Where a line holds the word "reset", copy it from the records.

[[ Entries shown open ]]

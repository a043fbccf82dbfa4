use maneuver_core::traits::Validate;
use maneuver_core::Result;
use maneuver_math::{Point, Transform2, TransformParams};

use super::{Maneuver, RawManeuver};

/// Applies flip, scale, rotation, and translation to every point of an
/// inner maneuver.
#[derive(Debug, Clone)]
pub struct TransformManeuver {
    inner: Box<Maneuver>,
    params: TransformParams,
    transform: Transform2,
}

impl TransformManeuver {
    pub fn new(inner: Maneuver, params: TransformParams) -> Result<Self> {
        params.validate()?;
        Ok(Self {
            inner: Box::new(inner),
            transform: Transform2::from_params(&params),
            params,
        })
    }

    pub fn params(&self) -> &TransformParams {
        &self.params
    }
}

impl RawManeuver for TransformManeuver {
    fn next_point(&mut self) -> Point {
        let point = self.inner.next_point();
        self.transform.transform_point(point)
    }

    fn is_finished(&self) -> bool {
        self.inner.is_finished()
    }

    fn reset(&mut self) {
        self.inner.reset();
    }
}

#[cfg(test)]
mod tests {
    use super::*;
    use crate::LinearManeuver;
    use maneuver_math::{dvec2, DVec2};
    use std::f64::consts::PI;

    fn unit_x(steps: usize) -> Maneuver {
        LinearManeuver::new(DVec2::ZERO, dvec2(1.0, 0.0), steps)
            .unwrap()
            .into()
    }

    #[test]
    fn test_transform_applies_to_every_point() {
        let params = TransformParams::new(2.0, PI, dvec2(5.0, 1.0));
        let mut m = TransformManeuver::new(unit_x(2), params).unwrap();
        let pts: Vec<_> = m.points().collect();
        assert_eq!(pts.len(), 2);
        // (0.5, 0) -> (1, 0) -> (-1, 0) -> (4, 1)
        assert!(pts[0].abs_diff_eq(dvec2(4.0, 1.0), 1e-9));
        assert!(pts[1].abs_diff_eq(dvec2(3.0, 1.0), 1e-9));
    }

    #[test]
    fn test_flip_horizontal() {
        let params = TransformParams::default().with_flips(true, false);
        let mut m = TransformManeuver::new(unit_x(1), params).unwrap();
        assert!(m.next_point().abs_diff_eq(dvec2(-1.0, 0.0), 1e-12));
        assert!(m.is_finished());
        m.reset();
        assert!(!m.is_finished());
        assert!(m.params().flip_h);
    }

    #[test]
    fn test_rejects_non_finite_params() {
        let params = TransformParams::new(f64::INFINITY, 0.0, DVec2::ZERO);
        assert!(TransformManeuver::new(unit_x(1), params).is_err());
    }
}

[[ Entries shown closed ]]

# Result of the task
    fn reset(&mut self) {
        self.inner.reset();
        m.reset();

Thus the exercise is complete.